I don’t have much of a view these days because I’m always moving,
always lauding others’ works, others’ worlds, and forgetting my
own. I always loved car rides for this very reason. A plate of glass before
me; the motion just beyond, pictures and more pictures passing by, blurry images
and good sight; the world on rollers. The sad swollen world of tomorrow brushing
up against and welding us to our woes.
But the boys now are so, so fidgety, especially Philip, and I feel he should
be punished but I can’t get around to punishing someone who’s wiser
than me, younger but wiser because his eyes are there always watching, dancing,
catching all themes around—low and slow.
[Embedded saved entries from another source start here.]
impl BraceExtractor {
    pub fn new() -> Self {
        Self
    }

    /// Blank out line and block comments, preserving line numbers, so
    /// commented-out declarations and calls are never extracted.
    fn blank_comments(content: &str) -> Vec<String> {
        let mut in_block = false;
        let mut out = Vec::new();

        for line in content.lines() {
            let mut kept = String::with_capacity(line.len());
            let chars: Vec<char> = line.chars().collect();
            let mut i = 0;

            while i < chars.len() {
                if in_block {
                    if chars[i] == '*' && chars.get(i + 1) == Some(&'/') {
                        in_block = false;
                        i += 2;
                    } else {
                        i += 1;
                    }
                } else if chars[i] == '/' && chars.get(i + 1) == Some(&'/') {
                    break;
                } else if chars[i] == '/' && chars.get(i + 1) == Some(&'*') {
                    in_block = true;
                    i += 2;
                } else {
                    kept.push(chars[i]);
                    i += 1;
                }
            }

            out.push(kept);
        }

        out
    }

    /// Find the extent of a brace-balanced body. Looks for the first `{`
    /// at or after `(row, col)` within a small lookahead, then counts
    /// braces until balance drops back to zero. An unterminated body is
    /// clamped to the last line rather than rejected.
    fn brace_extent(lines: &[String], row: usize, col: usize) -> Option<usize> {
        let mut depth = 0usize;
        let mut seen_open = false;
        let last_search = (row + MAX_BRACE_LOOKAHEAD + 1).min(lines.len());

        for (r, line) in lines.iter().enumerate().skip(row) {
            let start = if r == row { col } else { 0 };
            for (c, ch) in line.char_indices() {
                if c < start {
                    continue;
                }
                match ch {
                    '{' => {
                        seen_open = true;
                        depth += 1;
                    }
                    '}' => {
                        if seen_open {
                            depth = depth.saturating_sub(1);
                            if depth == 0 {
                                return Some(r);
                            }
                        }
                    }
                    _ => {}
                }
            }
            if !seen_open && r + 1 >= last_search {
                return None;
            }
        }

        if seen_open {
            Some(lines.len().saturating_sub(1))
        } else {
            None
        }
    }

    /// Scan body lines for calls, masking declaration headers so a nested
    /// function header never registers as a call to itself.
    fn scan_body(
        lines: &[String],
        start_row: usize,
        end_row: usize,
        header_tail: Option<(usize, usize)>,
        calls: &mut Vec<RawCall>,
    ) {
        for (r, line) in lines.iter().enumerate().take(end_row + 1).skip(start_row) {
            if let Some((hr, hc)) = header_tail {
                if r < hr {
                    continue;
                }
                if r == hr {
                    // Header line: only the text after the parameter list
                    // counts, so a declaration never calls itself
                    scan_calls_in_line(line.get(hc..).unwrap_or(""), r + 1, RESERVED, calls);
                    continue;
                }
            }
            // Nested declaration headers contribute no call sites
            if FN_RE.is_match(line) || ARROW_RE.is_match(line) || CLASS_RE.is_match(line) {
                continue;
            }
            scan_calls_in_line(line, r + 1, RESERVED, calls);
        }
    }

    fn extract_class(
        &self,
        lines: &[String],
        row: usize,
        file: &str,
        symbols: &mut Vec<ExtractedSymbol>,
    ) -> usize {
        let caps = match CLASS_RE.captures(&lines[row]) {
            Some(c) => c,
            None => return row + 1,
        };
        let exported = caps.get(1).is_some();
        let class_name = caps[2].to_string();
        let header_end = caps.get(0).map(|m| m.end()).unwrap_or(0);

        let end_row = match Self::brace_extent(lines, row, header_end) {
            Some(end) => end,
            None => return row + 1,
        };

        let mut method_rows: Vec<(usize, usize)> = Vec::new();
        let mut j = row + 1;
        while j <= end_row && j < lines.len() {
            let line = &lines[j];
            let caps = match METHOD_RE.captures(line) {
                Some(c) => c,
                None => {
                    j += 1;
                    continue;
                }
            };
            let name = caps[1].to_string();
            if RESERVED.contains(&name.as_str()) {
                j += 1;
                continue;
            }
            let open = match line[caps.get(1).unwrap().end()..].find('(') {
                Some(off) => caps.get(1).unwrap().end() + off,
                None => {
                    j += 1;
                    continue;
                }
            };
            let (raw_params, close_row, close_col) =
                match capture_paren_span(lines, j, open, MAX_PARAM_LINES) {
                    Some(span) => span,
                    None => {
                        j += 1;
                        continue;
                    }
                };
            let body_end = match Self::brace_extent(lines, close_row, close_col) {
                Some(end) => end,
                None => {
                    // Signature without a body (interface-style); not a symbol
                    j += 1;
                    continue;
                }
            };

            let mut calls = Vec::new();
            Self::scan_body(lines, close_row, body_end, Some((close_row, close_col)), &mut calls);

            symbols.push(ExtractedSymbol {
                id: Symbol::make_id(file, &name, Some(&class_name)),
                file: file.to_string(),
                kind: SymbolKind::Method,
                name,
                class_name: Some(class_name.clone()),
                exported,
                raw_params,
                source_range: (j + 1, body_end + 1),
                calls,
            });
            method_rows.push((j, body_end));
            j = body_end + 1;
        }

        // Class-body lines outside any method (field initializers etc.)
        // still belong to the class symbol's call scan
        let mut class_calls = Vec::new();
        for r in (row + 1)..=end_row.min(lines.len().saturating_sub(1)) {
            if method_rows.iter().any(|(s, e)| r >= *s && r <= *e) {
                continue;
            }
            Self::scan_body(lines, r, r, None, &mut class_calls);
        }

        symbols.push(ExtractedSymbol {
            id: Symbol::make_id(file, &class_name, None),
            file: file.to_string(),
            kind: SymbolKind::Class,
            name: class_name,
            class_name: None,
            exported,
            raw_params: String::new(),
            source_range: (row + 1, end_row + 1),
            calls: class_calls,
        });

        end_row + 1
    }

    fn extract_function(
        &self,
        lines: &[String],
        row: usize,
        file: &str,
        symbols: &mut Vec<ExtractedSymbol>,
    ) -> usize {
        let caps = match FN_RE.captures(&lines[row]) {
            Some(c) => c,
            None => return row + 1,
        };
        let exported = caps.get(1).is_some();
        let name = caps[2].to_string();
        let open = caps.get(0).unwrap().end() - 1;

        let (raw_params, close_row, close_col) =
            match capture_paren_span(lines, row, open, MAX_PARAM_LINES) {
                Some(span) => span,
                None => return row + 1, // unterminated parameter list
            };
        let body_end = match Self::brace_extent(lines, close_row, close_col) {
            Some(end) => end,
            None => return close_row + 1, // declaration without a body
        };

        let mut calls = Vec::new();
        Self::scan_body(lines, close_row, body_end, Some((close_row, close_col)), &mut calls);

        symbols.push(ExtractedSymbol {
            id: Symbol::make_id(file, &name, None),
            file: file.to_string(),
            kind: SymbolKind::Function,
            name,
            class_name: None,
            exported,
            raw_params,
            source_range: (row + 1, body_end + 1),
            calls,
        });

        body_end + 1
    }

    fn extract_arrow(
        &self,
        lines: &[String],
        row: usize,
        file: &str,
        symbols: &mut Vec<ExtractedSymbol>,
    ) -> usize {
        let caps = match ARROW_RE.captures(&lines[row]) {
            Some(c) => c,
            None => return row + 1,
        };
        let exported = caps.get(1).is_some();
        let name = caps[2].to_string();
        let open = caps.get(0).unwrap().end() - 1;

        let (raw_params, close_row, close_col) =
            match capture_paren_span(lines, row, open, MAX_PARAM_LINES) {
                Some(span) => span,
                None => return row + 1,
            };

        // Only treat this as a function binding when an arrow follows
        let tail = lines[close_row].get(close_col..).unwrap_or("");
        if !tail.trim_start().starts_with("=>")
            && !tail.trim_start().starts_with(":")
            && !tail.contains("=>")
        {
            return close_row + 1;
        }

        let body_end = match Self::brace_extent(lines, close_row, close_col) {
            // Expression-bodied arrow: the binding line is the whole body
            None => close_row,
            Some(end) => end,
        };

        let mut calls = Vec::new();
        Self::scan_body(lines, close_row, body_end, Some((close_row, close_col)), &mut calls);

        symbols.push(ExtractedSymbol {
            id: Symbol::make_id(file, &name, None),
            file: file.to_string(),
            kind: SymbolKind::Function,
            name,
            class_name: None,
            exported,
            raw_params,
            source_range: (row + 1, body_end + 1),
            calls,
        });

        body_end + 1
    }
}

impl SyntaxExtractor for BraceExtractor {
    fn extract(&self, content: &str, file: &str) -> Result<Vec<ExtractedSymbol>> {
        let lines = Self::blank_comments(content);
        let mut symbols = Vec::new();
        let mut row = 0;

        while row < lines.len() {
            let line = &lines[row];
            if CLASS_RE.is_match(line) {
                row = self.extract_class(&lines, row, file, &mut symbols);
            } else if FN_RE.is_match(line) {
                row = self.extract_function(&lines, row, file, &mut symbols);
            } else if ARROW_RE.is_match(line) {
                row = self.extract_arrow(&lines, row, file, &mut symbols);
            } else {
                row += 1;
            }
        }

        Ok(symbols)
    }

    fn canonical_extension(&self) -> &'static str {
        "ts"
    }
}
He’s getting on my nerves
and I strap him in, wrap the seatbelt round him and just then I see my world
far better than all of you.
We couldn’t have children, Peter and I, so we were childless in our conversations,
in our exchanges, and it was very good until I felt no explanation. Children
are for the poor, he’d often say, not for the rich. But we’re broke,
I’d counter. So broke that I can see the bottom of this bowl of pennies.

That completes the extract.